Documented in PRPStesting

#' PRPS testing
#' @description This is the function to calculate PRPS (Probability ratio based classification predication score)
#'  scores for a testing data set with a given PRPS training object.The selected features with their weights, 
#'  and two classes' PRPS score distribution parametes are extracted from the given PRPS training object.
#' @details  This is the function to calculate PRPS scores and make classification and Empirical Bayesian 
#'  probabilities for a testing new data set. However, this new data set should be comparable to 
#'  the training data set as much as possible. Within PRPStraining and within this current PRPStesting functions, 
#'  standardization step is included as an option to minimize the difference between training and testing data sets, 
#'  but this step is only done to make distributions of each selected features comparable. 
#'  Be aware that this feature-wise standardization cannot make the sample-wise distributions comparable. 
#'  For example, the training data set must have two classification groups, however, the proportion of one group sample
#'  might be much less than the other group in the testing data set compared to the training data set, or even worse, 
#'  the testing data set might only contain one classification group only. This is the common problem for classification 
#'  and feature-wise standardization cannot solve the problem. 
#'  In order to solve the problem, we should make data comparable as much as possbile before classification step. 
#'  For example, use the same pre-processing settings and make suitable batch effect correction. 
#'  For classification with PRPS approach, we also suggest to combine traing and testing data together as "newdat" 
#'  for this PRPStesting function, to avoid forcing two groups' classification while there is actual only one group
#'  in the testing group.
#'  However, if we know that the testing and training data sets are not comparable, we should set isCompToTrain as
#'  FALSE and choose an approoriate group1ratioPrior as a prior for PRPS score calculation. 
#'  PRPS calculation is based on Ennishi 2018. The fomula is 
#'  \eqn{PRPS(X_i) = \sum (|a_j| log10(P1(x_ij)/P0(x_ij)))}
#'  Here, a_j represents the jth selected feature weights, and x_ij is the corresponding feature value for the ith sample, 
#'  P1 and P0 are the probabilities that the ith sample belongs to two different groups.
#'  The therotic cutoff is 0 to make classification calls based on PRPS score, alternatively, we can use Bayes approach to make calls.
#'  When we calculate a Empirical Bayes' probability, the 1st group in the input mean and sd vectors is treated as
#'  the test group. When calculate the probabilities, we first calcualte probability that a sample belongs to either group, 
#'  and then use the following formula to get Empirical Bayes' probability:
#' \eqn{prob(x) = d_test(x)/(d_test(x) + d_ref(x))}
#' Here prob(x) is the Empirical Bayes' probability of a given sample, d_test(x) is the density value
#'  that a given sample belongs to the test group, d_ref(x) is the density value that a given sample belongs
#'   to the reference group.
#'  Notice that the test and reference group is just the relative grouping, in fact, for this step, 
#'  we often need to calculate Empirical Bayes' probabilities for a given sample from two different standing points.

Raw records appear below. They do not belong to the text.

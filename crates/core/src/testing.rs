//! In-memory collaborators for driving instances deterministically in tests.

use std::collections::{HashMap, VecDeque};
use std::sync::{Arc, Mutex};
use std::time::{Duration, Instant};

use crate::controller::{InstanceController, Runtime};
use crate::detect::Detector;
use crate::error::{ActionError, DeviceError, Error, Result};
use crate::game::{BranchContext, Game, ScoreTable};
use crate::graph::{AutomationGraph, StateDefinition};
use crate::lock;
use crate::macros::MacroPlayer;
use crate::platform::DeviceChannel;
use crate::settings::RunConfig;
use crate::sink::{Notification, Notifier, OrchestratorSnapshot, StatusSink};
use crate::sleep::{Clock, StopSignal};
use crate::types::*;

/// Run config with every wait set to zero.
pub fn fast_config() -> RunConfig {
    RunConfig {
        speed: 1.0,
        tick_interval: 0.0,
        watchdog_interval: Duration::from_millis(10),
        status_interval: Duration::from_millis(20),
        item_settle: 0.0,
        session_cooldown: 0.0,
        ..RunConfig::default()
    }
}

/// What a [`ScriptedDevice`] saw, plus failure switches. Shared with the test.
#[derive(Debug, Default)]
pub struct DeviceLog {
    pub calls: Vec<String>,
    pub fail_taps: bool,
    pub disconnected: bool,
    /// Number of upcoming restart_app calls that fail
    pub failing_restarts: u32,
    pub restarts: u32,
}

#[derive(Clone, Default)]
pub struct DeviceProbe(Arc<Mutex<DeviceLog>>);

impl DeviceProbe {
    pub fn calls(&self) -> Vec<String> {
        lock(&self.0).calls.clone()
    }

    pub fn taps(&self) -> usize {
        lock(&self.0).calls.iter().filter(|c| c.starts_with("tap")).count()
    }

    pub fn restarts(&self) -> u32 {
        lock(&self.0).restarts
    }

    pub fn set_fail_taps(&self, fail: bool) {
        lock(&self.0).fail_taps = fail;
    }

    pub fn set_disconnected(&self, disconnected: bool) {
        lock(&self.0).disconnected = disconnected;
    }

    pub fn fail_next_restarts(&self, n: u32) {
        lock(&self.0).failing_restarts = n;
    }
}

pub struct ScriptedDevice {
    id: String,
    log: DeviceProbe,
}

impl ScriptedDevice {
    pub fn new(id: &str) -> (Box<dyn DeviceChannel>, DeviceProbe) {
        let probe = DeviceProbe::default();
        (Box::new(Self { id: id.to_string(), log: probe.clone() }), probe)
    }

    fn record(&self, call: String) -> std::result::Result<(), DeviceError> {
        let mut log = lock(&self.log.0);
        if log.disconnected {
            return Err(DeviceError::Disconnected(self.id.clone()));
        }
        log.calls.push(call);
        Ok(())
    }
}

impl DeviceChannel for ScriptedDevice {
    fn id(&self) -> &str {
        &self.id
    }

    fn tap(&mut self, at: Point) -> std::result::Result<(), DeviceError> {
        if lock(&self.log.0).fail_taps {
            return Err(DeviceError::CommandFailed { command: "tap".into(), message: "injected".into() });
        }
        self.record(format!("tap {} {}", at.x, at.y))
    }

    fn swipe(&mut self, from: Point, to: Point, duration_ms: u64) -> std::result::Result<(), DeviceError> {
        self.record(format!("swipe {} {} {} {} {}", from.x, from.y, to.x, to.y, duration_ms))
    }

    fn type_text(&mut self, text: &str) -> std::result::Result<(), DeviceError> {
        self.record(format!("text {}", text))
    }

    fn press_key(&mut self, code: &str) -> std::result::Result<(), DeviceError> {
        self.record(format!("key {}", code))
    }

    fn restart_app(&mut self, app: &AppTarget, _timeout: Duration) -> std::result::Result<(), DeviceError> {
        {
            let mut log = lock(&self.log.0);
            if log.failing_restarts > 0 {
                log.failing_restarts -= 1;
                return Err(DeviceError::CommandFailed { command: "am start".into(), message: "injected".into() });
            }
            log.restarts += 1;
        }
        self.record(format!("restart {}", app.package))
    }

    fn capture_frame(&mut self) -> std::result::Result<Frame, DeviceError> {
        self.record("capture".into())?;
        Ok(Frame { data: Vec::new(), width: 540, height: 960 })
    }
}

/// Detector answering from per-template scripts. Unscripted templates are
/// found at (100, 200) unless marked missing.
#[derive(Default)]
pub struct ScriptedDetector {
    scripts: Mutex<HashMap<String, VecDeque<bool>>>,
    missing: Mutex<Vec<String>>,
    calls: Mutex<HashMap<String, usize>>,
}

impl ScriptedDetector {
    pub fn new() -> Self {
        Self::default()
    }

    /// Queue results for `template`; once drained the default applies again.
    pub fn script(&self, template: &str, results: impl IntoIterator<Item = bool>) {
        lock(&self.scripts).entry(template.to_string()).or_default().extend(results);
    }

    pub fn set_missing(&self, template: &str) {
        lock(&self.missing).push(template.to_string());
    }

    pub fn calls(&self, template: &str) -> usize {
        lock(&self.calls).get(template).copied().unwrap_or(0)
    }
}

impl Detector for ScriptedDetector {
    fn detect(&self, _frame: &Frame, template: &str, _threshold: f64) -> std::result::Result<Option<Detection>, ActionError> {
        *lock(&self.calls).entry(template.to_string()).or_default() += 1;
        let scripted = lock(&self.scripts).get_mut(template).and_then(|q| q.pop_front());
        let found = scripted.unwrap_or_else(|| !lock(&self.missing).iter().any(|t| t == template));
        Ok(found.then_some(Detection { at: Point::new(100, 200), confidence: 0.95 }))
    }
}

pub struct NoopMacroPlayer;

impl MacroPlayer for NoopMacroPlayer {
    fn play(&self, _device: &str, _name: &str, _speed: f64, _stop: &StopSignal) -> std::result::Result<(), ActionError> {
        Ok(())
    }
}

type BranchFn = Box<dyn Fn(&BranchContext) -> Result<String> + Send + Sync>;

/// Game with a fixed graph and pluggable branching.
pub struct FixedGame {
    app: AppTarget,
    graph: Arc<AutomationGraph>,
    branch: BranchFn,
    items: Vec<String>,
    new_cycle: bool,
    notify_threshold: Option<u64>,
    scores: ScoreTable,
}

impl FixedGame {
    pub fn new(entry: &str, states: Vec<StateDefinition>) -> Self {
        let graph = AutomationGraph::new(entry, states).unwrap_or_else(|e| panic!("test graph: {}", e));
        Self {
            app: AppTarget { package: "com.example.game".into(), activity: "com.example.game/.Main".into() },
            graph: Arc::new(graph),
            branch: Box::new(|ctx| {
                ctx.candidates.first().cloned().ok_or_else(|| Error::Branch {
                    state: ctx.state.clone(),
                    message: "no candidates".into(),
                })
            }),
            items: Vec::new(),
            new_cycle: true,
            notify_threshold: None,
            scores: ScoreTable::default(),
        }
    }

    pub fn with_branch(mut self, f: impl Fn(&BranchContext) -> Result<String> + Send + Sync + 'static) -> Self {
        self.branch = Box::new(f);
        self
    }

    pub fn with_items(mut self, items: &[&str]) -> Self {
        self.items = items.iter().map(|s| s.to_string()).collect();
        self
    }

    pub fn with_new_cycle(mut self, new_cycle: bool) -> Self {
        self.new_cycle = new_cycle;
        self
    }

    pub fn with_notify_threshold(mut self, threshold: u64) -> Self {
        self.notify_threshold = Some(threshold);
        self
    }

    pub fn with_scores(mut self, scores: ScoreTable) -> Self {
        self.scores = scores;
        self
    }
}

impl Game for FixedGame {
    fn name(&self) -> &str {
        "fixed"
    }

    fn app(&self) -> &AppTarget {
        &self.app
    }

    fn graph(&self) -> Arc<AutomationGraph> {
        Arc::clone(&self.graph)
    }

    fn for_instance(self: Arc<Self>, _device: &str) -> Result<Arc<dyn Game>> {
        Ok(self)
    }

    fn notify_threshold(&self) -> Option<u64> {
        self.notify_threshold
    }

    fn resolve_branch(&self, ctx: &BranchContext) -> Result<String> {
        (self.branch)(ctx)
    }

    fn is_new_cycle(&self, _frame: &Frame, _device: &str) -> Result<bool> {
        Ok(self.new_cycle)
    }

    fn process_items(&self, _frame: &Frame, _device: &str) -> Result<Vec<String>> {
        Ok(self.items.clone())
    }

    fn score(&self, items: &[String]) -> crate::game::ScoreReport {
        self.scores.score(items)
    }
}

/// Clock that only moves when told to.
pub struct ManualClock {
    now: Mutex<Instant>,
}

impl Default for ManualClock {
    fn default() -> Self {
        Self { now: Mutex::new(Instant::now()) }
    }
}

impl ManualClock {
    pub fn new() -> Self {
        Self::default()
    }

    pub fn advance(&self, d: Duration) {
        *lock(&self.now) += d;
    }

    pub fn advance_secs(&self, secs: f64) {
        self.advance(Duration::from_secs_f64(secs));
    }
}

impl Clock for ManualClock {
    fn now(&self) -> Instant {
        *lock(&self.now)
    }
}

#[derive(Default)]
pub struct RecordingNotifier {
    events: Mutex<Vec<Notification>>,
}

impl RecordingNotifier {
    pub fn events(&self) -> Vec<Notification> {
        lock(&self.events).clone()
    }
}

impl Notifier for RecordingNotifier {
    fn notify(&self, notification: Notification) {
        lock(&self.events).push(notification);
    }
}

#[derive(Default)]
pub struct RecordingSink {
    snapshots: Mutex<Vec<OrchestratorSnapshot>>,
}

impl RecordingSink {
    pub fn snapshots(&self) -> Vec<OrchestratorSnapshot> {
        lock(&self.snapshots).clone()
    }
}

impl StatusSink for RecordingSink {
    fn publish(&self, snapshot: &OrchestratorSnapshot) {
        lock(&self.snapshots).push(snapshot.clone());
    }
}

/// Wires a game to scripted collaborators and a manual clock.
pub struct Harness {
    pub runtime: Arc<Runtime>,
    pub clock: Arc<ManualClock>,
    pub detector: Arc<ScriptedDetector>,
    pub notifier: Arc<RecordingNotifier>,
}

impl Harness {
    pub fn new(game: FixedGame) -> Self {
        Self::with_config(game, fast_config())
    }

    pub fn with_config(game: FixedGame, config: RunConfig) -> Self {
        let clock = Arc::new(ManualClock::new());
        let detector = Arc::new(ScriptedDetector::new());
        let notifier = Arc::new(RecordingNotifier::default());
        let runtime = Runtime::new(
            Arc::new(game),
            detector.clone(),
            Arc::new(NoopMacroPlayer),
            notifier.clone(),
            config,
        )
        .with_clock(clock.clone());
        Self { runtime: Arc::new(runtime), clock, detector, notifier }
    }

    /// A controller on a fresh scripted device, already marked running.
    pub fn running(&self, number: usize, device: &str) -> (Arc<InstanceController>, DeviceProbe) {
        let (channel, probe) = ScriptedDevice::new(device);
        let c = InstanceController::new(number, channel, Arc::clone(&self.runtime))
            .unwrap_or_else(|e| panic!("test instance: {}", e));
        c.set_running();
        (c, probe)
    }
}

#' @param PRPStrainObj a PRPS training object, which is the output from function PRPStraining
#' @param newdat a new data matrix or data frame, which is comparable to training data set, 
#'  with columns for samples and rows for features
#' @param standardization a logic variable to indicate if standardization is needed before classification 
#'  score calculation
#' @param classProbCut a numeric variable within (0,1), which is a cutoff of Empirical Bayesian probability, 
#'  often used values are 0.8 and 0.9, default value is 0.9. Only one value is used for both groups, 
#'  the samples that are not included in either group will be assigned as UNCLASS
#' @param imputeNA a logic variable to indicate if NA imputation is needed, if it is TRUE, NA imputation is 
#'  processed before any other steps, the default is FALSE
#' @param byrow a logic variable to indicate direction for imputation, default is TRUE, 
#'  which will use the row data for imputation
#' @param imputeValue a character variable to indicate which value to be used to replace NA, default is "median", 
#'  the median value of the chose direction with "byrow" data to be used
#' @return  A data frame with PRPS scores, Empirical Bayesian probabilites for two groups and classification, and classification based on 0 natural cutoff on PRPS scores. 
#' @keywords PRPS
#' @author Aixiang Jiang
#' @references
#'  Ennishi D, Jiang A, Boyle M, Collinge B, Grande BM, Ben-Neriah S, Rushton C, Tang J, Thomas N, Slack GW, Farinha P, 
#'  Takata K, Miyata-Takata T, Craig J, Mottok A, Meissner B, Saberi S, Bashashati A, Villa D, Savage KJ, Sehn LH, Kridel R,
#'  Mungall AJ, Marra MA, Shah SP, Steidl C, Connors JM, Gascoyne RD, Morin RD, Scott DW. 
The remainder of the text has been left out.